Plastics break down, yes, there are plastics in your car, in the seat that the car-seat is attached to, seems that cars should also expire?"
Hello? Thank GOD children haven't died because of old seats failing
(would be my response to her... I mean, it's useless advice because no one's DEAD? WTH?)
The truth is, the expiration dates did come about because many dozens of children DID die when their infant seats were placed in front of frontal airbags, because seats had no warnings on them not to put them there. It's better for seats to expire so that new ones that meet more current standards can fill the market. Old seats don't have airbag warnings, they don't have top tethers, they don't have EPS foam or LATCH...there are lots of safety advances that happen all the time that old seats don't have and kids are not as safe in them. On top of that, they may be more likely to fail due to plastic breakdown...it's just the icing on the cake of 'not as safe' as a new seat.
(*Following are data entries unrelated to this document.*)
pub mod color;
pub mod config;
pub mod filter;
pub mod id;
pub mod model;
pub mod presets;
pub mod snapshot;

pub use color::{Color, ColorParseError, parse_css_color};
pub use config::{ConfigError, EditorConfig, StyleDefaults, WorkspaceConfig, ZoomConfig};
pub use filter::{ImageFilter, UnknownFilter};
pub use id::ObjectId;
pub use model::*;
pub use presets::{ShapeKind, TextOptions, TextPreset};
pub use snapshot::{Attribute, SNAPSHOT_KEYS, Snapshot, SnapshotError, WorkspaceGeometry};

// Re-export kurbo geometry so downstream crates don't need a direct dependency
pub use kurbo::{Affine, Point, Rect, Size, Vec2};
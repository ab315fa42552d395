//! The editor facade.
//!
//! `Editor` owns the engine, the history, the selection mirror, the
//! clipboard and the session style defaults. It is the only way UI code
//! touches the scene: every command runs as one capture batch, so a call
//! leaves at most one new history entry behind.

use crate::adapter::{Brush, ImageInfo, LoadTicket, LoadedImage, SceneAdapter};
use crate::clipboard::Clipboard;
use crate::error::{EditorError, EditorResult};
use crate::history::History;
use crate::selection::SelectionTracker;
use crate::viewport;
use canvo_core::presets::{self, build_text};
use canvo_core::{
    Color, DashPattern, Drawable, EditorConfig, FontStyle, ImageFilter, ObjectId, Point,
    SNAPSHOT_KEYS, ShapeKind, Size, Snapshot, StyleDefaults, TextAlign, TextOptions, TextPreset,
    TextProps,
};

type SelectionHook = Box<dyn FnMut()>;

pub struct Editor<S: SceneAdapter> {
    pub(crate) scene: S,
    pub(crate) history: History,
    pub(crate) selection: SelectionTracker,
    pub(crate) clipboard: Clipboard,
    pub(crate) config: EditorConfig,
    pub(crate) defaults: StyleDefaults,
    pub(crate) container: Size,
    pub(crate) drawing: bool,
    /// `add_image` requests still waiting for their decode.
    pub(crate) pending_images: Vec<LoadTicket>,
    /// Decoded images that arrived during a restore.
    pub(crate) deferred_images: Vec<LoadedImage>,
    /// Selection to re-apply once the running restore lands.
    pub(crate) restore_selection: Vec<ObjectId>,
    pub(crate) selection_cleared: Option<SelectionHook>,
}
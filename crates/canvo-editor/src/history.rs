//! Snapshot-based undo/redo.
//!
//! History is a linear list of whole-scene snapshots plus a cursor. Entry 0
//! is the post-init state; the cursor points at the entry matching what is
//! on screen. Saving after an undo truncates the redo tail.
//!
//! Undo and redo restore through the engine, which may complete later.
//! While a restore is in flight the history is *replaying*: the engine's
//! add/remove events produced by the restore are not recorded, and new
//! undo/redo requests are refused.
//!
//! Facade commands run inside a batch: any number of mutations in one call
//! collapse into a single entry when the outermost batch closes.

use crate::adapter::{LoadError, LoadTicket, SceneAdapter};
use crate::error::{EditorError, EditorResult};
use canvo_core::{SNAPSHOT_KEYS, Snapshot, SnapshotError};

#[derive(Debug, Clone, Copy, PartialEq, Eq)]
pub enum HistoryState {
    Idle,
    /// Inside a batch; saves are deferred to `end_batch`.
    Batching,
    /// A restore of entry `target` is in flight.
    Replaying { ticket: LoadTicket, target: usize },
}

#[derive(Debug, Clone, Copy)]
struct Replay {
    ticket: LoadTicket,
    target: usize,
}

#[derive(Debug)]
pub struct History {
    entries: Vec<Snapshot>,
    index: usize,
    replay: Option<Replay>,
    /// Batch nesting depth (0 = not batching).
    batch_depth: usize,
    /// Whether a save was requested during the current batch.
    batch_dirty: bool,
}

impl History {
    pub fn new(initial: Snapshot) -> Self {
        Self {
            entries: vec![initial],
            index: 0,
            replay: None,
            batch_depth: 0,
            batch_dirty: false,
        }
    }

    pub fn state(&self) -> HistoryState {
        match self.replay {
            Some(Replay { ticket, target }) => HistoryState::Replaying { ticket, target },
            None if self.batch_depth > 0 => HistoryState::Batching,
            None => HistoryState::Idle,
        }
    }

    pub fn is_replaying(&self) -> bool {
        self.replay.is_some()
    }

    pub fn index(&self) -> usize {
        self.index
    }

    pub fn len(&self) -> usize {
        self.entries.len()
    }

    pub fn is_empty(&self) -> bool {
        self.entries.is_empty()
    }

    pub fn entries(&self) -> &[Snapshot] {
        &self.entries
    }

    /// The entry matching the scene on screen.
    pub fn current(&self) -> &Snapshot {
        &self.entries[self.index]
    }

    pub fn can_undo(&self) -> bool {
        self.index > 0
    }

    pub fn can_redo(&self) -> bool {
        self.index + 1 < self.entries.len()
    }

    // ─── Recording ───────────────────────────────────────────────────────

    /// Record the scene after a mutation. Returns whether an entry was
    /// pushed: nothing is recorded while replaying, and inside a batch the
    /// save is deferred.
    pub fn save<S: SceneAdapter + ?Sized>(&mut self, scene: &S) -> Result<bool, SnapshotError> {
        if self.replay.is_some() {
            log::trace!("save ignored while replaying");
            return Ok(false);
        }
        if self.batch_depth > 0 {
            self.batch_dirty = true;
            return Ok(false);
        }
        self.capture(scene)
    }

    pub fn begin_batch(&mut self) {
        if self.batch_depth == 0 {
            self.batch_dirty = false;
        }
        self.batch_depth += 1;
    }

    /// Close a batch. When the outermost batch closes after a save request,
    /// one entry is pushed.
    pub fn end_batch<S: SceneAdapter + ?Sized>(
        &mut self,
        scene: &S,
    ) -> Result<bool, SnapshotError> {
        if self.batch_depth == 0 {
            return Ok(false);
        }
        self.batch_depth -= 1;
        if self.batch_depth > 0 || !std::mem::take(&mut self.batch_dirty) {
            return Ok(false);
        }
        if self.replay.is_some() {
            return Ok(false);
        }
        self.capture(scene)
    }

    fn capture<S: SceneAdapter + ?Sized>(&mut self, scene: &S) -> Result<bool, SnapshotError> {
        let snapshot = scene.serialize(SNAPSHOT_KEYS)?;
        // Only push if the scene actually changed
        if self.entries[self.index] == snapshot {
            return Ok(false);
        }
        self.entries.truncate(self.index + 1);
        self.entries.push(snapshot);
        self.index = self.entries.len() - 1;
        log::debug!("history: saved entry {} of {}", self.index, self.entries.len());
        Ok(true)
    }

    // ─── Replay ──────────────────────────────────────────────────────────

    /// Start restoring the previous entry. `Ok(false)` at the oldest entry.
    pub fn undo<S: SceneAdapter + ?Sized>(&mut self, scene: &mut S) -> EditorResult<bool> {
        if self.replay.is_some() {
            return Err(EditorError::Busy);
        }
        if !self.can_undo() {
            return Ok(false);
        }
        self.start_replay(self.index - 1, scene);
        Ok(true)
    }

    /// Start restoring the next entry. `Ok(false)` at the newest entry.
    pub fn redo<S: SceneAdapter + ?Sized>(&mut self, scene: &mut S) -> EditorResult<bool> {
        if self.replay.is_some() {
            return Err(EditorError::Busy);
        }
        if !self.can_redo() {
            return Ok(false);
        }
        self.start_replay(self.index + 1, scene);
        Ok(true)
    }

    fn start_replay<S: SceneAdapter + ?Sized>(&mut self, target: usize, scene: &mut S) {
        log::debug!("history: restoring entry {target} (at {})", self.index);
        let ticket = scene.deserialize(&self.entries[target], SNAPSHOT_KEYS);
        self.replay = Some(Replay { ticket, target });
    }

    /// Handle a finished restore. Returns `false` for a ticket this history
    /// did not start. The guard is cleared whatever the outcome; on failure
    /// the cursor stays where it was.
    pub fn finish_replay<S: SceneAdapter + ?Sized>(
        &mut self,
        ticket: LoadTicket,
        result: Result<(), LoadError>,
        scene: &mut S,
    ) -> bool {
        match self.replay {
            Some(replay) if replay.ticket == ticket => {
                self.replay = None;
                match result {
                    Ok(()) => {
                        self.index = replay.target;
                        scene.render();
                    }
                    Err(err) => log::warn!("history restore failed: {err}"),
                }
                true
            }
            _ => {
                log::debug!("history: ignoring stale restore {ticket:?}");
                false
            }
        }
    }
}

#[cfg(test)]
mod tests {
    use super::*;
    use crate::adapter::SceneEvent;
    use crate::memory::MemoryScene;
    use canvo_core::{Drawable, DrawableKind};
    use pretty_assertions::assert_eq;

    fn rect() -> Drawable {
        let mut d = Drawable::new(DrawableKind::Rect);
        d.width = 50.0;
        d.height = 50.0;
        d
    }

    fn seeded() -> (MemoryScene, History) {
        let scene = MemoryScene::default();
        let history = History::new(scene.serialize(SNAPSHOT_KEYS).unwrap());
        (scene, history)
    }

    /// Deliver every queued restore completion to `history`.
    fn settle(scene: &mut MemoryScene, history: &mut History) {
        for event in scene.drain_events() {
            if let SceneEvent::RestoreFinished { ticket, result } = event {
                history.finish_replay(ticket, result, scene);
            }
        }
    }

    #[test]
    fn save_pushes_and_moves_cursor() {
        let (mut scene, mut history) = seeded();
        scene.add_object(rect());
        assert!(history.save(&scene).unwrap());
        assert_eq!((history.len(), history.index()), (2, 1));
        assert!(history.can_undo());
        assert!(!history.can_redo());
    }

    #[test]
    fn unchanged_scene_is_not_saved() {
        let (scene, mut history) = seeded();
        assert!(!history.save(&scene).unwrap());
        assert_eq!(history.len(), 1);
    }

    #[test]
    fn batch_collapses_to_one_entry() {
        let (mut scene, mut history) = seeded();
        history.begin_batch();
        history.begin_batch();
        scene.add_object(rect());
        history.save(&scene).unwrap();
        scene.add_object(rect());
        history.save(&scene).unwrap();
        assert!(!history.end_batch(&scene).unwrap());
        assert_eq!(history.state(), HistoryState::Batching);
        assert!(history.end_batch(&scene).unwrap());
        assert_eq!(history.len(), 2);
        assert_eq!(history.state(), HistoryState::Idle);
    }

    #[test]
    fn undo_then_save_truncates() {
        let (mut scene, mut history) = seeded();
        for _ in 0..3 {
            scene.add_object(rect());
            history.save(&scene).unwrap();
        }
        assert!(history.undo(&mut scene).unwrap());
        settle(&mut scene, &mut history);
        assert!(history.undo(&mut scene).unwrap());
        settle(&mut scene, &mut history);
        assert_eq!(history.index(), 1);
        assert_eq!(scene.objects().len(), 1);

        scene.add_object(rect());
        history.save(&scene).unwrap();
        assert_eq!((history.len(), history.index()), (3, 2));
        assert!(!history.can_redo());
    }

    #[test]
    fn restore_events_are_not_recorded() {
        let (mut scene, mut history) = seeded();
        scene.add_object(rect());
        history.save(&scene).unwrap();
        history.undo(&mut scene).unwrap();
        // The restore's own add events arrive while replaying.
        for event in scene.drain_events() {
            match event {
                SceneEvent::RestoreFinished { ticket, result } => {
                    history.finish_replay(ticket, result, &mut scene);
                }
                e if e.is_mutation() => assert!(!history.save(&scene).unwrap()),
                _ => {}
            }
        }
        assert_eq!((history.len(), history.index()), (2, 0));
    }

    #[test]
    fn boundaries_are_noops() {
        let (mut scene, mut history) = seeded();
        assert!(!history.undo(&mut scene).unwrap());
        assert!(!history.redo(&mut scene).unwrap());
        assert_eq!(history.index(), 0);
    }

    #[test]
    fn busy_while_restore_pending() {
        let (mut scene, mut history) = seeded();
        scene.add_object(Drawable::new(DrawableKind::Image(canvo_core::ImageProps {
            src: "slow.png".into(),
            ..Default::default()
        })));
        history.save(&scene).unwrap();
        scene.add_object(rect());
        history.save(&scene).unwrap();
        scene.drain_events();

        assert!(history.undo(&mut scene).unwrap());
        assert!(matches!(history.state(), HistoryState::Replaying { target: 1, .. }));
        assert!(matches!(history.undo(&mut scene), Err(EditorError::Busy)));
        assert!(matches!(history.redo(&mut scene), Err(EditorError::Busy)));

        scene.complete_load("slow.png", Err("timeout".into()));
        settle(&mut scene, &mut history);
        assert_eq!(history.state(), HistoryState::Idle);
        assert_eq!(history.index(), 2);
    }
}
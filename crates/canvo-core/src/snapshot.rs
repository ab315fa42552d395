//! Whole-scene snapshots.
//!
//! A snapshot is a JSON document holding the ordered object list plus the
//! workspace geometry. Each object is a flat attribute map filtered through
//! an allow-list of attribute names; the same list must be used to capture
//! and to restore, otherwise attributes silently drop out on the way back.
//! `SNAPSHOT_KEYS` is that shared list.

use crate::id::ObjectId;
use crate::model::Drawable;
use serde::{Deserialize, Serialize};
use serde_json::{Map, Value};
use thiserror::Error;

/// Snapshot format version.
pub const SNAPSHOT_VERSION: u32 = 1;

/// Key of the variant tag. Always kept, whatever the allow-list says.
pub const TYPE_KEY: &str = "type";

#[derive(Debug, Error)]
pub enum SnapshotError {
    #[error("snapshot JSON error: {0}")]
    Json(#[from] serde_json::Error),
    #[error("snapshot object #{index} is not a JSON object")]
    NotAnObject { index: usize },
    #[error("snapshot object #{index} could not be restored: {source}")]
    Object {
        index: usize,
        source: serde_json::Error,
    },
}

// ─── Attribute allow-list ────────────────────────────────────────────────

/// Every attribute name a drawable can carry in a snapshot.
#[derive(Debug, Clone, Copy, PartialEq, Eq, Hash)]
pub enum Attribute {
    Id,
    Name,
    Selectable,
    HasControls,
    Left,
    Top,
    Width,
    Height,
    Angle,
    ScaleX,
    ScaleY,
    Fill,
    Stroke,
    StrokeWidth,
    StrokeDashArray,
    Opacity,
    Rx,
    Ry,
    Radius,
    Text,
    FontFamily,
    FontSize,
    FontWeight,
    FontStyle,
    Underline,
    Linethrough,
    TextAlign,
    Src,
    Filters,
    Path,
}

impl Attribute {
    pub fn as_str(self) -> &'static str {
        match self {
            Self::Id => "id",
            Self::Name => "name",
            Self::Selectable => "selectable",
            Self::HasControls => "hasControls",
            Self::Left => "left",
            Self::Top => "top",
            Self::Width => "width",
            Self::Height => "height",
            Self::Angle => "angle",
            Self::ScaleX => "scaleX",
            Self::ScaleY => "scaleY",
            Self::Fill => "fill",
            Self::Stroke => "stroke",
            Self::StrokeWidth => "strokeWidth",
            Self::StrokeDashArray => "strokeDashArray",
            Self::Opacity => "opacity",
            Self::Rx => "rx",
            Self::Ry => "ry",
            Self::Radius => "radius",
            Self::Text => "text",
            Self::FontFamily => "fontFamily",
            Self::FontSize => "fontSize",
            Self::FontWeight => "fontWeight",
            Self::FontStyle => "fontStyle",
            Self::Underline => "underline",
            Self::Linethrough => "linethrough",
            Self::TextAlign => "textAlign",
            Self::Src => "src",
            Self::Filters => "filters",
            Self::Path => "path",
        }
    }
}

/// The allow-list shared by history capture and history restore.
pub const SNAPSHOT_KEYS: &[Attribute] = &[
    Attribute::Id,
    Attribute::Name,
    Attribute::Selectable,
    Attribute::HasControls,
    Attribute::Left,
    Attribute::Top,
    Attribute::Width,
    Attribute::Height,
    Attribute::Angle,
    Attribute::ScaleX,
    Attribute::ScaleY,
    Attribute::Fill,
    Attribute::Stroke,
    Attribute::StrokeWidth,
    Attribute::StrokeDashArray,
    Attribute::Opacity,
    Attribute::Rx,
    Attribute::Ry,
    Attribute::Radius,
    Attribute::Text,
    Attribute::FontFamily,
    Attribute::FontSize,
    Attribute::FontWeight,
    Attribute::FontStyle,
    Attribute::Underline,
    Attribute::Linethrough,
    Attribute::TextAlign,
    Attribute::Src,
    Attribute::Filters,
    Attribute::Path,
];

fn retain_allowed(map: &mut Map<String, Value>, keys: &[Attribute]) {
    map.retain(|k, _| k == TYPE_KEY || keys.iter().any(|a| a.as_str() == k));
}

// ─── Records ─────────────────────────────────────────────────────────────

/// Serialize one drawable to its filtered attribute map.
pub fn encode_object(
    drawable: &Drawable,
    keys: &[Attribute],
) -> Result<Map<String, Value>, SnapshotError> {
    match serde_json::to_value(drawable)? {
        Value::Object(mut map) => {
            retain_allowed(&mut map, keys);
            Ok(map)
        }
        _ => Err(SnapshotError::NotAnObject { index: 0 }),
    }
}

/// Rebuild one drawable from an attribute map. Attributes outside `keys`
/// are ignored; missing ones take their defaults.
pub fn decode_object(
    record: &Map<String, Value>,
    keys: &[Attribute],
) -> Result<Drawable, serde_json::Error> {
    let mut map = record.clone();
    retain_allowed(&mut map, keys);
    serde_json::from_value(Value::Object(map))
}

// ─── Snapshot ────────────────────────────────────────────────────────────

/// Workspace bounds recorded alongside the object list.
#[derive(Debug, Clone, Copy, PartialEq, Serialize, Deserialize)]
pub struct WorkspaceGeometry {
    pub left: f64,
    pub top: f64,
    pub width: f64,
    pub height: f64,
}

impl WorkspaceGeometry {
    pub fn of(workspace: &Drawable) -> Self {
        let size = workspace.scaled_size();
        Self {
            left: workspace.left,
            top: workspace.top,
            width: size.width,
            height: size.height,
        }
    }
}

/// Serialized, attribute-filtered picture of a whole scene.
#[derive(Debug, Clone, PartialEq, Serialize, Deserialize)]
pub struct Snapshot {
    pub version: u32,
    /// Back-to-front object records.
    pub objects: Vec<Map<String, Value>>,
    #[serde(default)]
    pub workspace: Option<WorkspaceGeometry>,
}

impl Snapshot {
    /// Capture `objects` (back to front) through the allow-list.
    pub fn capture(objects: &[Drawable], keys: &[Attribute]) -> Result<Self, SnapshotError> {
        let records = objects
            .iter()
            .enumerate()
            .map(|(index, d)| {
                encode_object(d, keys).map_err(|e| match e {
                    SnapshotError::NotAnObject { .. } => SnapshotError::NotAnObject { index },
                    other => other,
                })
            })
            .collect::<Result<Vec<_>, _>>()?;
        Ok(Self {
            version: SNAPSHOT_VERSION,
            objects: records,
            workspace: objects
                .iter()
                .find(|d| d.is_workspace())
                .map(WorkspaceGeometry::of),
        })
    }

    /// Rebuild the object list through the allow-list.
    pub fn decode(&self, keys: &[Attribute]) -> Result<Vec<Drawable>, SnapshotError> {
        self.objects
            .iter()
            .enumerate()
            .map(|(index, record)| {
                decode_object(record, keys)
                    .map_err(|source| SnapshotError::Object { index, source })
            })
            .collect()
    }

    /// Object IDs in back-to-front order, without decoding.
    pub fn object_ids(&self) -> Vec<ObjectId> {
        self.objects
            .iter()
            .filter_map(|r| r.get("id").and_then(Value::as_str).map(ObjectId::intern))
            .collect()
    }

    /// Image sources referenced by the snapshot, in order, deduplicated.
    pub fn image_sources(&self) -> Vec<String> {
        let mut out: Vec<String> = Vec::new();
        for record in &self.objects {
            if record.get(TYPE_KEY).and_then(Value::as_str) != Some("image") {
                continue;
            }
            if let Some(src) = record.get("src").and_then(Value::as_str)
                && !out.iter().any(|s| s == src)
            {
                out.push(src.to_string());
            }
        }
        out
    }

    pub fn len(&self) -> usize {
        self.objects.len()
    }

    pub fn is_empty(&self) -> bool {
        self.objects.is_empty()
    }

    pub fn to_json(&self) -> Result<String, SnapshotError> {
        Ok(serde_json::to_string(self)?)
    }

    pub fn from_json(json: &str) -> Result<Self, SnapshotError> {
        Ok(serde_json::from_str(json)?)
    }
}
Many seats coming out now have longer expiration dates (Sunshine Kids 7, Frontier 9, Nautilus 9 as a backless) so maybe they are using stronger plastics...but I've seen some oldish Evenflos that you can just slam a hammer through it's so brittle and weak (and a hammer is nothing compared to the hundreds of pounds of force a child puts on a harness in a crash)... I wouldn't want my child or any child I love to be the one to test the theory that 'plastics don't break down', personally.
(Oh, wait, I don't think you can use any of that to refute her argument, but that's my general feeling, lol).